# [YOUR OBJECTIVE]
This exercise asks for the entries below to be printed exactly.

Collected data

◆ ◆ ◆ ◆ ◆ ◆ ◆

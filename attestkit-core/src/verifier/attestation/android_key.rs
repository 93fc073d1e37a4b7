use tracing::debug;

use super::certificate::{extension_value, public_key_matches, verify_with_certificate};
use super::AttestationStatementVerifier;
use crate::der::{
    DerReader, Tlv, CLASS_CONTEXT, CLASS_UNIVERSAL, TAG_OCTET_STRING, TAG_SEQUENCE, TAG_SET,
};
use crate::error::{DataConversionError, VerificationError};
use crate::verifier::{
    conversion, missing, AttestationType, RegistrationObject, VerifiedAttestation,
};

/// Android key attestation extension.
const OID_KEY_DESCRIPTION: &str = "1.3.6.1.4.1.11129.2.1.17";

const TAG_PURPOSE: u32 = 1;
const TAG_ALL_APPLICATIONS: u32 = 600;
const TAG_ORIGIN: u32 = 702;

const KM_ORIGIN_GENERATED: u64 = 0;
const KM_PURPOSE_SIGN: u64 = 2;

#[derive(Debug, Default, PartialEq, Eq)]
struct AuthorizationList {
    purpose: Option<Vec<u64>>,
    all_applications: bool,
    origin: Option<u64>,
}

#[derive(Debug, PartialEq, Eq)]
struct KeyDescription {
    attestation_challenge: Vec<u8>,
    software_enforced: AuthorizationList,
    tee_enforced: AuthorizationList,
}

fn next<'a>(reader: &mut DerReader<'a>) -> Result<Tlv<'a>, DataConversionError> {
    reader.read()
}

fn parse_authorization_list(tlv: Tlv<'_>) -> Result<AuthorizationList, DataConversionError> {
    let tlv = tlv.expect(CLASS_UNIVERSAL, TAG_SEQUENCE, "AuthorizationList")?;
    let mut list = AuthorizationList::default();
    for entry in tlv.children() {
        let entry = entry?;
        if entry.class != CLASS_CONTEXT {
            continue;
        }
        match entry.number {
            TAG_PURPOSE => {
                let set = next(&mut entry.children())?.expect(
                    CLASS_UNIVERSAL,
                    TAG_SET,
                    "purpose SET",
                )?;
                let values = set
                    .children()
                    .map(|item| item.and_then(|i| i.as_u64()))
                    .collect::<Result<Vec<_>, _>>()?;
                list.purpose = Some(values);
            }
            TAG_ALL_APPLICATIONS => list.all_applications = true,
            TAG_ORIGIN => list.origin = Some(next(&mut entry.children())?.as_u64()?),
            _ => {}
        }
    }
    Ok(list)
}

fn parse_key_description(value: &[u8]) -> Result<KeyDescription, DataConversionError> {
    let seq = DerReader::new(value)
        .read()?
        .expect(CLASS_UNIVERSAL, TAG_SEQUENCE, "KeyDescription")?;
    let mut fields = seq.children();
    // attestationVersion, attestationSecurityLevel, keymasterVersion, keymasterSecurityLevel
    for _ in 0..4 {
        next(&mut fields)?;
    }
    let challenge =
        next(&mut fields)?.expect(CLASS_UNIVERSAL, TAG_OCTET_STRING, "attestationChallenge")?;
    // uniqueId
    next(&mut fields)?;
    let software_enforced = parse_authorization_list(next(&mut fields)?)?;
    let tee_enforced = parse_authorization_list(next(&mut fields)?)?;
    Ok(KeyDescription {
        attestation_challenge: challenge.content.to_vec(),
        software_enforced,
        tee_enforced,
    })
}

fn violation(reason: &str) -> VerificationError {
    VerificationError::BadAttestationStatement(reason.to_string())
}

/// `fmt: "android-key"`.
#[derive(Debug, Clone, Copy, Default)]
pub struct AndroidKeyAttestationStatementVerifier {
    /// Only trust authorization entries enforced by the TEE.
    pub tee_enforced_only: bool,
}

impl AndroidKeyAttestationStatementVerifier {
    fn check_authorization(&self, description: &KeyDescription) -> Result<(), VerificationError> {
        if description.software_enforced.all_applications
            || description.tee_enforced.all_applications
        {
            return Err(violation(
                "key must be scoped to the relying party (allApplications present)",
            ));
        }

        let lists: Vec<&AuthorizationList> = if self.tee_enforced_only {
            vec![&description.tee_enforced]
        } else {
            vec![&description.tee_enforced, &description.software_enforced]
        };

        let origins: Vec<u64> = lists.iter().filter_map(|l| l.origin).collect();
        if self.tee_enforced_only && origins.is_empty() {
            return Err(violation("TEE-enforced origin is missing"));
        }
        if origins.iter().any(|o| *o != KM_ORIGIN_GENERATED) {
            return Err(violation("key origin must be KM_ORIGIN_GENERATED"));
        }

        let purposes: Vec<&Vec<u64>> = lists.iter().filter_map(|l| l.purpose.as_ref()).collect();
        if self.tee_enforced_only && purposes.is_empty() {
            return Err(violation("TEE-enforced purpose is missing"));
        }
        if purposes.iter().any(|p| !p.contains(&KM_PURPOSE_SIGN)) {
            return Err(violation("key purpose must include KM_PURPOSE_SIGN"));
        }
        Ok(())
    }
}

impl AttestationStatementVerifier for AndroidKeyAttestationStatementVerifier {
    fn format(&self) -> &'static str {
        "android-key"
    }

    fn verify(
        &self,
        registration: &RegistrationObject<'_>,
    ) -> Result<VerifiedAttestation, VerificationError> {
        let statement = &registration.attestation_object().att_stmt;
        let credential = registration.attested_credential_data()?;
        let alg = statement
            .alg()
            .map_err(conversion)?
            .ok_or_else(|| missing("alg"))?;
        let sig = statement.bytes("sig").ok_or_else(|| missing("sig"))?;
        let chain = statement.x5c().map_err(conversion)?.ok_or_else(|| missing("x5c"))?;
        let leaf = chain.first().ok_or_else(|| missing("x5c leaf certificate"))?;

        verify_with_certificate(alg, leaf, sig, &registration.signed_data())?;
        if !public_key_matches(leaf, &credential.credential_public_key)? {
            return Err(VerificationError::PublicKeyMismatch(
                "attestation certificate key differs from the credential key".into(),
            ));
        }

        let (value, _) = extension_value(leaf, OID_KEY_DESCRIPTION)?
            .ok_or_else(|| missing("key description extension"))?;
        let description = parse_key_description(&value).map_err(conversion)?;
        if description.attestation_challenge != registration.client_data_hash {
            return Err(violation("attestationChallenge does not match clientDataHash"));
        }
        self.check_authorization(&description)?;

        debug!(chain_len = chain.len(), "android-key attestation verified");
        Ok(VerifiedAttestation::new(self.format(), AttestationType::Basic, chain))
    }
}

◆ ◆ ◆ ◆ ◆ ◆ ◆

# [SOLUTION TO THIS PROBLEM]
filename attestkit-core/src/verifier/attestation/android_key.rs
repository 93fc073d1e37a4b7
use tracing::debug;

use super::certificate::{extension_value, public_key_matches, verify_with_certificate};
use super::AttestationStatementVerifier;
use crate::der::{
    DerReader, Tlv, CLASS_CONTEXT, CLASS_UNIVERSAL, TAG_OCTET_STRING, TAG_SEQUENCE, TAG_SET,
};
use crate::error::{DataConversionError, VerificationError};
use crate::verifier::{
    conversion, missing, AttestationType, RegistrationObject, VerifiedAttestation,
};

/// Android key attestation extension.
const OID_KEY_DESCRIPTION: &str = "1.3.6.1.4.1.11129.2.1.17";

const TAG_PURPOSE: u32 = 1;
const TAG_ALL_APPLICATIONS: u32 = 600;
const TAG_ORIGIN: u32 = 702;

const KM_ORIGIN_GENERATED: u64 = 0;
const KM_PURPOSE_SIGN: u64 = 2;

#[derive(Debug, Default, PartialEq, Eq)]
struct AuthorizationList {
    purpose: Option<Vec<u64>>,
    all_applications: bool,
    origin: Option<u64>,
}

#[derive(Debug, PartialEq, Eq)]
struct KeyDescription {
    attestation_challenge: Vec<u8>,
    software_enforced: AuthorizationList,
    tee_enforced: AuthorizationList,
}

fn next<'a>(reader: &mut DerReader<'a>) -> Result<Tlv<'a>, DataConversionError> {
    reader.read()
}

fn parse_authorization_list(tlv: Tlv<'_>) -> Result<AuthorizationList, DataConversionError> {
    let tlv = tlv.expect(CLASS_UNIVERSAL, TAG_SEQUENCE, "AuthorizationList")?;
    let mut list = AuthorizationList::default();
    for entry in tlv.children() {
        let entry = entry?;
        if entry.class != CLASS_CONTEXT {
            continue;
        }
        match entry.number {
            TAG_PURPOSE => {
                let set = next(&mut entry.children())?.expect(
                    CLASS_UNIVERSAL,
                    TAG_SET,
                    "purpose SET",
                )?;
                let values = set
                    .children()
                    .map(|item| item.and_then(|i| i.as_u64()))
                    .collect::<Result<Vec<_>, _>>()?;
                list.purpose = Some(values);
            }
            TAG_ALL_APPLICATIONS => list.all_applications = true,
            TAG_ORIGIN => list.origin = Some(next(&mut entry.children())?.as_u64()?),
            _ => {}
        }
    }
    Ok(list)
}

fn parse_key_description(value: &[u8]) -> Result<KeyDescription, DataConversionError> {
    let seq = DerReader::new(value)
        .read()?
        .expect(CLASS_UNIVERSAL, TAG_SEQUENCE, "KeyDescription")?;
    let mut fields = seq.children();
    // attestationVersion, attestationSecurityLevel, keymasterVersion, keymasterSecurityLevel
    for _ in 0..4 {
        next(&mut fields)?;
    }
    let challenge =
        next(&mut fields)?.expect(CLASS_UNIVERSAL, TAG_OCTET_STRING, "attestationChallenge")?;
    // uniqueId
    next(&mut fields)?;
    let software_enforced = parse_authorization_list(next(&mut fields)?)?;
    let tee_enforced = parse_authorization_list(next(&mut fields)?)?;
    Ok(KeyDescription {
        attestation_challenge: challenge.content.to_vec(),
        software_enforced,
        tee_enforced,
    })
}

fn violation(reason: &str) -> VerificationError {
    VerificationError::BadAttestationStatement(reason.to_string())
}

/// `fmt: "android-key"`.
#[derive(Debug, Clone, Copy, Default)]
pub struct AndroidKeyAttestationStatementVerifier {
    /// Only trust authorization entries enforced by the TEE.
    pub tee_enforced_only: bool,
}

impl AndroidKeyAttestationStatementVerifier {
    fn check_authorization(&self, description: &KeyDescription) -> Result<(), VerificationError> {
        if description.software_enforced.all_applications
            || description.tee_enforced.all_applications
        {
            return Err(violation(
                "key must be scoped to the relying party (allApplications present)",
            ));
        }

        let lists: Vec<&AuthorizationList> = if self.tee_enforced_only {
            vec![&description.tee_enforced]
        } else {
            vec![&description.tee_enforced, &description.software_enforced]
        };

        let origins: Vec<u64> = lists.iter().filter_map(|l| l.origin).collect();
        if self.tee_enforced_only && origins.is_empty() {
            return Err(violation("TEE-enforced origin is missing"));
        }
        if origins.iter().any(|o| *o != KM_ORIGIN_GENERATED) {
            return Err(violation("key origin must be KM_ORIGIN_GENERATED"));
        }

        let purposes: Vec<&Vec<u64>> = lists.iter().filter_map(|l| l.purpose.as_ref()).collect();
        if self.tee_enforced_only && purposes.is_empty() {
            return Err(violation("TEE-enforced purpose is missing"));
        }
        if purposes.iter().any(|p| !p.contains(&KM_PURPOSE_SIGN)) {
            return Err(violation("key purpose must include KM_PURPOSE_SIGN"));
        }
        Ok(())
    }
}

impl AttestationStatementVerifier for AndroidKeyAttestationStatementVerifier {
    fn format(&self) -> &'static str {
        "android-key"
    }

    fn verify(
        &self,
        registration: &RegistrationObject<'_>,
    ) -> Result<VerifiedAttestation, VerificationError> {
        let statement = &registration.attestation_object().att_stmt;
        let credential = registration.attested_credential_data()?;
        let alg = statement
            .alg()
            .map_err(conversion)?
            .ok_or_else(|| missing("alg"))?;
        let sig = statement.bytes("sig").ok_or_else(|| missing("sig"))?;
        let chain = statement.x5c().map_err(conversion)?.ok_or_else(|| missing("x5c"))?;
        let leaf = chain.first().ok_or_else(|| missing("x5c leaf certificate"))?;

        verify_with_certificate(alg, leaf, sig, &registration.signed_data())?;
        if !public_key_matches(leaf, &credential.credential_public_key)? {
            return Err(VerificationError::PublicKeyMismatch(
                "attestation certificate key differs from the credential key".into(),
            ));
        }

        let (value, _) = extension_value(leaf, OID_KEY_DESCRIPTION)?
            .ok_or_else(|| missing("key description extension"))?;
        let description = parse_key_description(&value).map_err(conversion)?;
        if description.attestation_challenge != registration.client_data_hash {
            return Err(violation("attestationChallenge does not match clientDataHash"));
        }
        self.check_authorization(&description)?;

        debug!(chain_len = chain.len(), "android-key attestation verified");
        Ok(VerifiedAttestation::new(self.format(), AttestationType::Basic, chain))
    }
}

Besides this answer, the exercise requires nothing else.